Technically you can, but you have to literally cut/shave down the TB sim card or upgrade to new smaller sim cards and get an adapter to fit the thunderbolt. It'll go back and forth otherwise without issues.

Also, if you're not interested in rooting, ICS generally lets you disable apps without rooting. Though if you really really want to not deal with that bs, I would either get the Nexus or hold out for the next Nexus that will hopefully come out within the next 6-8 or so months. The GSM Nexus is a good deal at $350, but that also means moving away from Verizon. Sammy devices get lots of support if they have an international version cousin because Team Hacksung (part of Cyanogen) always supports them. HTC does not seem to have quite the dedicated development team from Cyanogen. I think the last device to get official support for them from HTC on Verizon was the Incredible 2.

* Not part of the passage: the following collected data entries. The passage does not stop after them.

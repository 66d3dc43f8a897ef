//! Shared types for the session server
//!
//! Record types, the unified error system and small utilities used by the
//! server crate and mirrored by the frontend.

pub mod error;
pub mod models;
pub mod util;

// Re-exports
pub use axum::Json;
pub use http;
pub use serde::{Deserialize, Serialize};

pub use error::{ApiResponse, AppError, AppResult, ErrorCategory, ErrorCode};
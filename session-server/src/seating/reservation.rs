//! Seat reservation protocol
//!
//! Reserving a seat claims it manually and, when free, its table partner as
//! an auto reservation for the same guest. Another guest may take over an
//! auto-reserved seat; manual reservations are never overridden.

use shared::error::{AppError, ErrorCode};
use shared::models::{ReleaseOutcome, ReservationOutcome, SeatReservation, SeatReservationCreate};
use thiserror::Error;

use super::{ReservationStore, SeatId, SeatIdError};
use crate::db::repository::RepoError;

#[derive(Debug, Error)]
pub enum ReservationError {
    #[error(transparent)]
    InvalidSeat(#[from] SeatIdError),

    #[error("Seat {seat_id} is already taken in session {session_id}")]
    Conflict { session_id: String, seat_id: String },

    #[error("Seat {seat_id} is not reserved in session {session_id}")]
    NotFound { session_id: String, seat_id: String },

    #[error("Seat {seat_id} is reserved by another guest")]
    NotOwner { seat_id: String },

    #[error(transparent)]
    Store(#[from] RepoError),
}

impl From<ReservationError> for AppError {
    fn from(err: ReservationError) -> Self {
        let message = err.to_string();
        match err {
            ReservationError::InvalidSeat(_) => AppError::with_message(ErrorCode::InvalidSeatId, message),
            ReservationError::Conflict { session_id, seat_id } => {
                AppError::with_message(ErrorCode::SeatTaken, message)
                    .with_detail("seat_id", seat_id)
                    .with_detail("session_id", session_id)
            }
            ReservationError::NotFound { session_id, seat_id } => {
                AppError::with_message(ErrorCode::ReservationNotFound, message)
                    .with_detail("seat_id", seat_id)
                    .with_detail("session_id", session_id)
            }
            ReservationError::NotOwner { seat_id } => {
                AppError::with_message(ErrorCode::NotSeatOwner, message).with_detail("seat_id", seat_id)
            }
            ReservationError::Store(e) => e.into(),
        }
    }
}

pub type ReservationResult<T> = Result<T, ReservationError>;

#[derive(Debug, Clone, Copy)]
pub struct ReserveRequest<'a> {
    pub session_id: &'a str,
    pub seat_id: &'a str,
    pub guest_id: &'a str,
    pub guest_name: &'a str,
}

#[derive(Debug, Clone, Copy)]
pub struct ReleaseRequest<'a> {
    pub session_id: &'a str,
    pub seat_id: &'a str,
    pub guest_id: &'a str,
}

/// Reserve a seat for a guest.
///
/// 1. An existing auto reservation held by another guest is deleted and
///    reported as `superseded`. Any other existing reservation is a conflict.
/// 2. The seat is inserted as a manual reservation.
/// 3. The partner seat is inserted as an auto reservation if it is free.
///
/// Every insert is conditional, so two concurrent requests for the same seat
/// cannot both succeed. Losing the race for the partner seat is not an error.
pub async fn reserve<S>(store: &S, req: ReserveRequest<'_>) -> ReservationResult<ReservationOutcome>
where
    S: ReservationStore + ?Sized,
{
    let seat: SeatId = req.seat_id.parse()?;
    let seat_id = seat.to_string();
    let conflict = || ReservationError::Conflict {
        session_id: req.session_id.to_string(),
        seat_id: seat_id.clone(),
    };

    let mut superseded = None;
    if let Some(existing) = store.find(req.session_id, &seat_id).await? {
        if !existing.auto_reserved || existing.guest_id == req.guest_id {
            return Err(conflict());
        }
        store.delete(&existing).await?;
        tracing::info!(
            session_id = %req.session_id,
            seat_id = %seat_id,
            previous_guest = %existing.guest_id,
            guest_id = %req.guest_id,
            "Auto reservation overridden"
        );
        superseded = Some(existing);
    }

    let reservation = match store
        .insert(SeatReservationCreate {
            session_id: req.session_id.to_string(),
            seat_id: seat_id.clone(),
            guest_id: req.guest_id.to_string(),
            guest_name: req.guest_name.to_string(),
            auto_reserved: false,
        })
        .await
    {
        Ok(r) => r,
        Err(RepoError::Duplicate(_)) => return Err(conflict()),
        Err(e) => return Err(e.into()),
    };

    let partner = reserve_partner(store, &seat, &reservation).await;

    tracing::info!(
        session_id = %req.session_id,
        seat_id = %seat_id,
        guest_id = %req.guest_id,
        partner = ?partner.as_ref().map(|p| p.seat_id.as_str()),
        "Seat reserved"
    );

    Ok(ReservationOutcome {
        reservation,
        partner,
        superseded,
    })
}

/// Claim the partner seat for the same guest. Never fails the reservation.
async fn reserve_partner<S>(store: &S, seat: &SeatId, owner: &SeatReservation) -> Option<SeatReservation>
where
    S: ReservationStore + ?Sized,
{
    let partner_id = seat.partner().to_string();
    let result = store
        .insert(SeatReservationCreate {
            session_id: owner.session_id.clone(),
            seat_id: partner_id.clone(),
            guest_id: owner.guest_id.clone(),
            guest_name: owner.guest_name.clone(),
            auto_reserved: true,
        })
        .await;

    match result {
        Ok(r) => Some(r),
        Err(RepoError::Duplicate(_)) => {
            tracing::debug!(seat_id = %partner_id, "Partner seat already reserved");
            None
        }
        Err(e) => {
            tracing::warn!(seat_id = %partner_id, error = %e, "Failed to auto-reserve partner seat");
            None
        }
    }
}

/// Release a guest's reservation.
///
/// Releasing a manual reservation also releases the partner seat when it is
/// still auto-reserved by the same guest.
pub async fn release<S>(store: &S, req: ReleaseRequest<'_>) -> ReservationResult<ReleaseOutcome>
where
    S: ReservationStore + ?Sized,
{
    let seat: SeatId = req.seat_id.parse()?;
    let seat_id = seat.to_string();

    let existing = store
        .find(req.session_id, &seat_id)
        .await?
        .ok_or_else(|| ReservationError::NotFound {
            session_id: req.session_id.to_string(),
            seat_id: seat_id.clone(),
        })?;
    if existing.guest_id != req.guest_id {
        return Err(ReservationError::NotOwner { seat_id });
    }
    if !store.delete(&existing).await? {
        return Err(ReservationError::NotFound {
            session_id: req.session_id.to_string(),
            seat_id,
        });
    }

    let mut partner_released = None;
    if !existing.auto_reserved {
        let partner_id = seat.partner().to_string();
        if let Some(partner) = store.find(req.session_id, &partner_id).await?
            && partner.auto_reserved
            && partner.guest_id == req.guest_id
            && store.delete(&partner).await?
        {
            partner_released = Some(partner);
        }
    }

    tracing::info!(
        session_id = %req.session_id,
        seat_id = %existing.seat_id,
        guest_id = %req.guest_id,
        partner_released = partner_released.is_some(),
        "Seat released"
    );

    Ok(ReleaseOutcome {
        released: existing,
        partner_released,
    })
}

/// All reservations in a session, ordered by row then seat number
pub async fn list<S>(store: &S, session_id: &str) -> ReservationResult<Vec<SeatReservation>>
where
    S: ReservationStore + ?Sized,
{
    let mut reservations = store.list(session_id).await?;
    reservations.sort_by_cached_key(|r| r.seat_id.parse::<SeatId>().ok());
    Ok(reservations)
}
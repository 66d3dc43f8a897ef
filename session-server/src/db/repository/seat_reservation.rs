//! Seat Reservation Repository

use async_trait::async_trait;
use shared::models::{SeatReservation, SeatReservationCreate};
use sqlx::SqlitePool;

use super::{RepoError, RepoResult};
use crate::seating::ReservationStore;

const SELECT: &str = "SELECT id, session_id, seat_id, guest_id, guest_name, auto_reserved, created_at FROM seat_reservation";

pub async fn find_by_seat(
    pool: &SqlitePool,
    session_id: &str,
    seat_id: &str,
) -> RepoResult<Option<SeatReservation>> {
    let sql = format!("{SELECT} WHERE session_id = ? AND seat_id = ? LIMIT 1");
    let row = sqlx::query_as::<_, SeatReservation>(&sql)
        .bind(session_id)
        .bind(seat_id)
        .fetch_optional(pool)
        .await?;
    Ok(row)
}

pub async fn find_by_session(
    pool: &SqlitePool,
    session_id: &str,
) -> RepoResult<Vec<SeatReservation>> {
    let sql = format!("{SELECT} WHERE session_id = ? ORDER BY seat_id");
    let rows = sqlx::query_as::<_, SeatReservation>(&sql)
        .bind(session_id)
        .fetch_all(pool)
        .await?;
    Ok(rows)
}

/// Insert a reservation.
///
/// The insert is conditional on the `(session_id, seat_id)` unique key: when
/// the seat is already taken nothing is written and the call fails with
/// [`RepoError::Duplicate`]. Row ids are assigned by SQLite.
pub async fn create(pool: &SqlitePool, data: SeatReservationCreate) -> RepoResult<SeatReservation> {
    let created_at = shared::util::now_millis();
    let id = sqlx::query_scalar::<_, i64>(
        "INSERT INTO seat_reservation (session_id, seat_id, guest_id, guest_name, auto_reserved, created_at) \
         VALUES (?1, ?2, ?3, ?4, ?5, ?6) \
         ON CONFLICT (session_id, seat_id) DO NOTHING \
         RETURNING id",
    )
    .bind(&data.session_id)
    .bind(&data.seat_id)
    .bind(&data.guest_id)
    .bind(&data.guest_name)
    .bind(data.auto_reserved)
    .bind(created_at)
    .fetch_optional(pool)
    .await?;

    let Some(id) = id else {
        return Err(RepoError::Duplicate(format!(
            "seat {} in session {}",
            data.seat_id, data.session_id
        )));
    };

    Ok(SeatReservation {
        id,
        session_id: data.session_id,
        seat_id: data.seat_id,
        guest_id: data.guest_id,
        guest_name: data.guest_name,
        auto_reserved: data.auto_reserved,
        created_at,
    })
}

pub async fn delete(pool: &SqlitePool, id: i64) -> RepoResult<bool> {
    let rows = sqlx::query("DELETE FROM seat_reservation WHERE id = ?")
        .bind(id)
        .execute(pool)
        .await?;
    Ok(rows.rows_affected() > 0)
}

/// [`ReservationStore`] backed by the SQLite pool
#[derive(Clone, Debug)]
pub struct SqliteReservationStore {
    pool: SqlitePool,
}

impl SqliteReservationStore {
    pub fn new(pool: SqlitePool) -> Self {
        Self { pool }
    }
}

#[async_trait]
impl ReservationStore for SqliteReservationStore {
    async fn find(&self, session_id: &str, seat_id: &str) -> RepoResult<Option<SeatReservation>> {
        find_by_seat(&self.pool, session_id, seat_id).await
    }

    async fn insert(&self, data: SeatReservationCreate) -> RepoResult<SeatReservation> {
        create(&self.pool, data).await
    }

    async fn delete(&self, reservation: &SeatReservation) -> RepoResult<bool> {
        delete(&self.pool, reservation.id).await
    }

    async fn list(&self, session_id: &str) -> RepoResult<Vec<SeatReservation>> {
        find_by_session(&self.pool, session_id).await
    }
}
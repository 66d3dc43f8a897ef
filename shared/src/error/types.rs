//! Error types and API response structures

use super::codes::ErrorCode;
use http::StatusCode;
use serde::{Deserialize, Serialize};
use serde_json::Value;
use std::collections::HashMap;
use thiserror::Error;

/// Application error with structured error code and details
///
/// This is the single error type handlers return:
/// - Standardized error codes via [`ErrorCode`]
/// - Human-readable messages
/// - Optional structured details (seat id, session id, field name, ...)
#[derive(Debug, Clone, Error)]
#[error("{message}")]
pub struct AppError {
    /// The error code identifying the type of error
    pub code: ErrorCode,
    /// Human-readable error message
    pub message: String,
    /// Optional additional details (field-level errors, context, etc.)
    pub details: Option<HashMap<String, Value>>,
}

impl AppError {
    /// Create a new error with the default message for the error code
    pub fn new(code: ErrorCode) -> Self {
        Self {
            message: code.message().to_string(),
            code,
            details: None,
        }
    }

    /// Create a new error with a custom message
    pub fn with_message(code: ErrorCode, message: impl Into<String>) -> Self {
        Self {
            code,
            message: message.into(),
            details: None,
        }
    }

    /// Add a detail entry to this error
    pub fn with_detail(mut self, key: impl Into<String>, value: impl Into<Value>) -> Self {
        self.details
            .get_or_insert_with(HashMap::new)
            .insert(key.into(), value.into());
        self
    }

    /// Get the HTTP status code for this error
    pub fn http_status(&self) -> StatusCode {
        self.code.http_status()
    }

    // ==================== Convenience constructors ====================

    /// Create a validation error
    pub fn validation(msg: impl Into<String>) -> Self {
        Self::with_message(ErrorCode::ValidationFailed, msg)
    }

    /// Create a database error
    pub fn database(msg: impl Into<String>) -> Self {
        Self::with_message(ErrorCode::DatabaseError, msg)
    }
}

/// Error body returned by every failing endpoint
///
/// - `code`: Error code from [`ErrorCode`]
/// - `message`: Human-readable message
/// - `details`: Additional error details (seat id, field name, ...)
///
/// Successful responses carry the entity itself, without an envelope.
#[derive(Debug, Clone, Serialize, Deserialize)]
pub struct ApiResponse {
    /// Error code
    pub code: u16,
    /// Human-readable message
    pub message: String,
    /// Additional error details
    #[serde(skip_serializing_if = "Option::is_none")]
    pub details: Option<HashMap<String, Value>>,
}

impl ApiResponse {
    /// Create an error response from an AppError
    pub fn error(err: &AppError) -> Self {
        Self {
            code: err.code.code(),
            message: err.message.clone(),
            details: err.details.clone(),
        }
    }
}

/// Type alias for Result with AppError
pub type AppResult<T> = Result<T, AppError>;

// ===== Axum Integration =====

impl axum::response::IntoResponse for AppError {
    fn into_response(self) -> axum::response::Response {
        use axum::Json;

        let status = self.http_status();
        let body = ApiResponse::error(&self);

        if matches!(self.code.category(), super::category::ErrorCategory::System) {
            tracing::error!(
                code = %self.code,
                message = %self.message,
                "System error occurred"
            );
        }

        (status, Json(body)).into_response()
    }
}
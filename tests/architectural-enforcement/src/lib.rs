//! Architectural Enforcement Integration Tests
//!
//! This package contains integration tests that enforce architectural
//! principles in the core crate:
//! - No blocking I/O on the async runtime
//! - No blocking sleeps in production code
//!
//! These tests are designed to catch violations early in the development cycle.

#![allow(dead_code)]

pub fn placeholder() {
    // Placeholder to make this a valid library
}
//! Ollama Backend Implementation
//!
//! Client for the Ollama REST API:
//! - `/api/generate` - generation, streaming or batch
//! - `/api/tags` - installed model catalog
//! - `/api/version` - identity check
//!
//! The streaming path is the bridge between Ollama's NDJSON response
//! and the normalized token-event protocol: the response body is
//! buffered byte-wise until complete lines are available (fragments
//! split across reads, including inside multi-byte UTF-8, reassemble
//! correctly), each line parses into an explicit fragment shape, and
//! every fragment maps to exactly one event in arrival order.

use std::time::Duration;

use async_trait::async_trait;
use futures::StreamExt;
use serde::Deserialize;
use tokio::sync::mpsc;

use super::traits::{GenerationRequest, InferenceBackend, ModelInfo, TokenEvent, TokenStream};
use super::{discovery, url};
use crate::config::Settings;
use crate::error::BackendError;
use crate::session::{Message, Role};

/// Token channel capacity. The bridge applies backpressure to the
/// upstream read when the consumer falls this far behind.
const CHANNEL_CAPACITY: usize = 100;

/// Malformed NDJSON lines tolerated per stream before the bridge gives
/// up on the whole response.
const MALFORMED_LINE_LIMIT: usize = 5;

/// Ollama backend client.
#[derive(Clone)]
pub struct OllamaClient {
    generate_url: String,
    http: reqwest::Client,
    validate_timeout: Duration,
    stream_timeout: Duration,
}

impl OllamaClient {
    /// Create a client for an endpoint in any address form.
    pub fn new(endpoint: impl AsRef<str>) -> Self {
        Self {
            generate_url: url::generate_url(endpoint.as_ref()),
            http: reqwest::Client::builder()
                .connect_timeout(Duration::from_secs(5))
                .build()
                .expect("Failed to create HTTP client"),
            validate_timeout: Duration::from_secs(2),
            stream_timeout: Duration::from_secs(120),
        }
    }

    /// Create a client from settings.
    pub fn from_settings(settings: &Settings) -> Self {
        let mut client = Self::new(&settings.backend_url);
        client.validate_timeout = settings.validate_timeout;
        client.stream_timeout = settings.stream_timeout;
        client
    }

    /// Same client, different endpoint. The connection pool is shared,
    /// so this is the cheap way to follow a re-resolved address.
    pub fn with_endpoint(&self, endpoint: &str) -> Self {
        Self {
            generate_url: url::generate_url(endpoint),
            ..self.clone()
        }
    }

    /// The canonical generate URL this client talks to.
    pub fn endpoint(&self) -> &str {
        &self.generate_url
    }

    /// Resolve an HTTP-level failure before any body is consumed.
    async fn check_http_status(
        &self,
        response: reqwest::Response,
        model: &str,
    ) -> Result<reqwest::Response, BackendError> {
        let status = response.status();
        if status.is_success() {
            return Ok(response);
        }

        let body = response.text().await.unwrap_or_default();
        if status == reqwest::StatusCode::NOT_FOUND {
            let detail = serde_json::from_str::<serde_json::Value>(&body)
                .ok()
                .and_then(|v| v.get("error").and_then(|e| e.as_str()).map(String::from))
                .unwrap_or_default();
            if detail.is_empty() {
                return Err(BackendError::UpstreamProtocol(
                    "backend generate endpoint not found (HTTP 404)".to_string(),
                ));
            }
            return Err(classify_backend_message(&detail, model));
        }
        Err(BackendError::UpstreamProtocol(format!(
            "backend returned {status}: {body}"
        )))
    }
}

impl Default for OllamaClient {
    fn default() -> Self {
        Self::new("http://localhost:11434")
    }
}
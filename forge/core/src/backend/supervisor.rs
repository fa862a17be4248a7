//! Connection Supervisor
//!
//! Owns the backend address: resolves it, validates it against the
//! identity endpoint, caches the result with a freshness window, and
//! orchestrates the recovery chain when the configured address stops
//! answering - one subnet scan, then the interactive collaborator,
//! unless the non-interactive bypass is set.
//!
//! # State machine
//!
//! ```text
//! UNVALIDATED ──> PROBING ──> VALIDATED
//!                    │
//!                    └──────> UNREACHABLE
//! ```
//!
//! A validated address goes stale after the freshness window or when a
//! request against it reports a connection-class failure; both paths
//! land back in UNVALIDATED and the next `resolve` re-probes.

use std::sync::atomic::{AtomicBool, Ordering};
use std::sync::Arc;
use std::time::{Duration, Instant};

use async_trait::async_trait;
use parking_lot::RwLock;
use tokio::sync::Mutex;

use super::discovery::{self, DiscoveryConfig};
use super::url;
use crate::config::Settings;
use crate::error::BackendError;

/// Connection lifecycle states.
#[derive(Clone, Copy, Debug, PartialEq, Eq)]
pub enum ConnectionStatus {
    /// No validation attempted yet, or the last result went stale.
    Unvalidated,
    /// A validation attempt is in flight.
    Probing,
    /// The identity endpoint answered with the expected shape.
    Validated,
    /// Every recovery avenue failed.
    Unreachable,
}

/// Interactive-input collaborator: asked for a backend address when
/// discovery fails and the bypass flag is unset.
///
/// Returning `None` ends the fallback conversation; returning an
/// address retries validation with it (the supervisor normalizes any
/// input form).
#[async_trait]
pub trait EndpointFallback: Send + Sync {
    /// Request one candidate address from the collaborator.
    async fn request_endpoint(&self, current: &str) -> Option<String>;
}

struct ConnState {
    status: ConnectionStatus,
    generate_url: String,
    validated_at: Option<Instant>,
}

/// Resolves and supervises the backend connection.
pub struct ConnectionSupervisor {
    state: RwLock<ConnState>,
    /// Serializes slow-path resolution; concurrent callers wait and
    /// reuse the winner's result instead of probing in parallel.
    flight: Mutex<()>,
    http: reqwest::Client,
    freshness: Duration,
    validate_timeout: Duration,
    discovery: DiscoveryConfig,
    fallback: Option<Arc<dyn EndpointFallback>>,
    bypass: bool,
    gave_up: AtomicBool,
}

impl ConnectionSupervisor {
    /// Create a supervisor for the configured backend address.
    pub fn new(settings: &Settings) -> Self {
        Self {
            state: RwLock::new(ConnState {
                status: ConnectionStatus::Unvalidated,
                generate_url: url::generate_url(&settings.backend_url),
                validated_at: None,
            }),
            flight: Mutex::new(()),
            http: reqwest::Client::builder()
                .build()
                .expect("Failed to create HTTP client"),
            freshness: settings.freshness,
            validate_timeout: settings.validate_timeout,
            discovery: settings.discovery.clone(),
            fallback: None,
            bypass: !settings.startup_check,
            gave_up: AtomicBool::new(false),
        }
    }

    /// Attach the interactive-input collaborator.
    pub fn with_fallback(mut self, fallback: Arc<dyn EndpointFallback>) -> Self {
        self.fallback = Some(fallback);
        self
    }

    /// Current state, for logs and callers that gate on readiness.
    pub fn status(&self) -> ConnectionStatus {
        self.state.read().status
    }

    /// The canonical generate URL currently on file (validated or not).
    pub fn endpoint(&self) -> String {
        self.state.read().generate_url.clone()
    }

    /// Resolve a validated generate URL, or report the backend
    /// unreachable after the full recovery chain is exhausted.
    pub async fn resolve(&self) -> Result<String, BackendError> {
        if let Some(fresh) = self.cached() {
            return Ok(fresh);
        }

        let _flight = self.flight.lock().await;
        if let Some(fresh) = self.cached() {
            // Another caller finished resolving while we waited.
            return Ok(fresh);
        }

        self.set_status(ConnectionStatus::Probing);
        let current = self.endpoint();

        if self.validate(&url::base_url(&current)).await {
            self.adopt(current.clone());
            return Ok(current);
        }

        if self.gave_up.load(Ordering::SeqCst) {
            // Bypass mode already exhausted recovery once; only the
            // configured address is ever retried after that.
            self.set_status(ConnectionStatus::Unreachable);
            return Err(self.unreachable(&current));
        }

        tracing::warn!(endpoint = %current, "Configured backend is not answering, scanning the local network");
        if let Some(found) = discovery::discover(&self.http, &self.discovery).await {
            let discovered = url::generate_url(&found.base_url);
            self.adopt(discovered.clone());
            return Ok(discovered);
        }

        if self.bypass {
            self.gave_up.store(true, Ordering::SeqCst);
            self.set_status(ConnectionStatus::Unreachable);
            tracing::info!("Startup check disabled; continuing without a reachable backend");
            return Err(self.unreachable(&current));
        }

        if let Some(fallback) = self.fallback.clone() {
            while let Some(candidate) = fallback.request_endpoint(&current).await {
                let candidate = url::generate_url(candidate.trim());
                if candidate.is_empty() {
                    continue;
                }
                if self.validate(&url::base_url(&candidate)).await {
                    tracing::info!(endpoint = %candidate, "Backend address updated from manual entry");
                    self.adopt(candidate.clone());
                    return Ok(candidate);
                }
                tracing::warn!(endpoint = %candidate, "Entered backend address did not validate");
            }
        }

        self.set_status(ConnectionStatus::Unreachable);
        Err(self.unreachable(&current))
    }

    /// Validate a server base URL against the identity endpoint.
    ///
    /// Requires the expected response shape, not mere reachability; an
    /// unrelated service listening on the port must not pass.
    pub async fn validate(&self, base: &str) -> bool {
        if base.is_empty() {
            return false;
        }
        discovery::identity_check(&self.http, base, self.validate_timeout).await
    }

    /// Note a request failure against the resolved address.
    ///
    /// Connection-class failures (unreachable, timeout) invalidate the
    /// cache so the next `resolve` re-validates immediately.
    pub fn report_failure(&self, error: &BackendError) {
        if !error.invalidates_connection() {
            return;
        }
        let mut state = self.state.write();
        state.status = ConnectionStatus::Unvalidated;
        state.validated_at = None;
        tracing::debug!(error = %error, "Connection cache invalidated after request failure");
    }

    fn cached(&self) -> Option<String> {
        let state = self.state.read();
        if state.status != ConnectionStatus::Validated {
            return None;
        }
        match state.validated_at {
            Some(at) if at.elapsed() < self.freshness => Some(state.generate_url.clone()),
            _ => None,
        }
    }

    fn adopt(&self, generate_url: String) {
        let mut state = self.state.write();
        state.status = ConnectionStatus::Validated;
        state.generate_url = generate_url;
        state.validated_at = Some(Instant::now());
    }

    fn set_status(&self, status: ConnectionStatus) {
        self.state.write().status = status;
    }

    fn unreachable(&self, endpoint: &str) -> BackendError {
        BackendError::Unreachable(format!("no backend answering at {endpoint}"))
    }
}

#[cfg(test)]
mod tests {
    use super::*;

    fn offline_settings() -> Settings {
        Settings {
            // Reserved port; connection attempts fail immediately.
            backend_url: "http://127.0.0.1:9".to_string(),
            freshness: Duration::from_secs(60),
            validate_timeout: Duration::from_millis(100),
            discovery: DiscoveryConfig {
                port: 9,
                probe_timeout: Duration::from_millis(5),
                max_probes: 32,
            },
            ..Settings::default()
        }
    }

    #[test]
    fn test_initial_state() {
        let supervisor = ConnectionSupervisor::new(&offline_settings());
        assert_eq!(supervisor.status(), ConnectionStatus::Unvalidated);
        assert_eq!(supervisor.endpoint(), "http://127.0.0.1:9/api/generate");
    }

    #[test]
    fn test_endpoint_is_normalized_at_construction() {
        let settings = Settings {
            backend_url: "192.168.1.50:11434".to_string(),
            ..Settings::default()
        };
        let supervisor = ConnectionSupervisor::new(&settings);
        assert_eq!(supervisor.endpoint(), "http://192.168.1.50:11434/api/generate");
    }

    #[tokio::test]
    async fn test_validate_rejects_closed_port() {
        let supervisor = ConnectionSupervisor::new(&offline_settings());
        assert!(!supervisor.validate("http://127.0.0.1:9").await);
    }

    #[tokio::test]
    async fn test_bypass_gives_up_permanently() {
        let settings = Settings {
            startup_check: false,
            ..offline_settings()
        };
        let supervisor = ConnectionSupervisor::new(&settings);

        let first = supervisor.resolve().await;
        assert!(matches!(first, Err(BackendError::Unreachable(_))));
        assert_eq!(supervisor.status(), ConnectionStatus::Unreachable);

        // The second attempt must not rescan; it only retries the
        // configured address and fails fast.
        let started = Instant::now();
        let second = supervisor.resolve().await;
        assert!(matches!(second, Err(BackendError::Unreachable(_))));
        assert!(started.elapsed() < Duration::from_secs(2));
    }

    #[tokio::test]
    async fn test_fallback_ends_when_collaborator_declines() {
        struct Declines;
        #[async_trait]
        impl EndpointFallback for Declines {
            async fn request_endpoint(&self, _current: &str) -> Option<String> {
                None
            }
        }

        let supervisor =
            ConnectionSupervisor::new(&offline_settings()).with_fallback(Arc::new(Declines));
        let result = supervisor.resolve().await;
        assert!(matches!(result, Err(BackendError::Unreachable(_))));
        assert_eq!(supervisor.status(), ConnectionStatus::Unreachable);
    }

    #[test]
    fn test_report_failure_classification() {
        let settings = offline_settings();
        let supervisor = ConnectionSupervisor::new(&settings);
        supervisor.adopt("http://127.0.0.1:9/api/generate".to_string());
        assert_eq!(supervisor.status(), ConnectionStatus::Validated);

        // Model errors do not indict the connection
        supervisor.report_failure(&BackendError::ModelNotFound { model: "m".into() });
        assert_eq!(supervisor.status(), ConnectionStatus::Validated);

        supervisor.report_failure(&BackendError::Timeout("no data".into()));
        assert_eq!(supervisor.status(), ConnectionStatus::Unvalidated);
    }

    #[test]
    fn test_cached_honors_freshness() {
        let settings = Settings {
            freshness: Duration::from_millis(0),
            ..offline_settings()
        };
        let supervisor = ConnectionSupervisor::new(&settings);
        supervisor.adopt("http://127.0.0.1:9/api/generate".to_string());
        // Instantly stale with a zero freshness window
        assert!(supervisor.cached().is_none());
    }
}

> The GS3 and Razr Maxx both produce an off white (warm white) color I don't care for when a whiter white color would appear on a computer or my tbolt when looking at the same website or video. That is merely a matter of taste. Many folks prefer the warmer almost incandescent white of the GS3....then there is the whole samsung black crunch issue....


Most of the Organic LED based devices you can adjust the color/gamma settings of the device if you root. At least on the Nexus you can.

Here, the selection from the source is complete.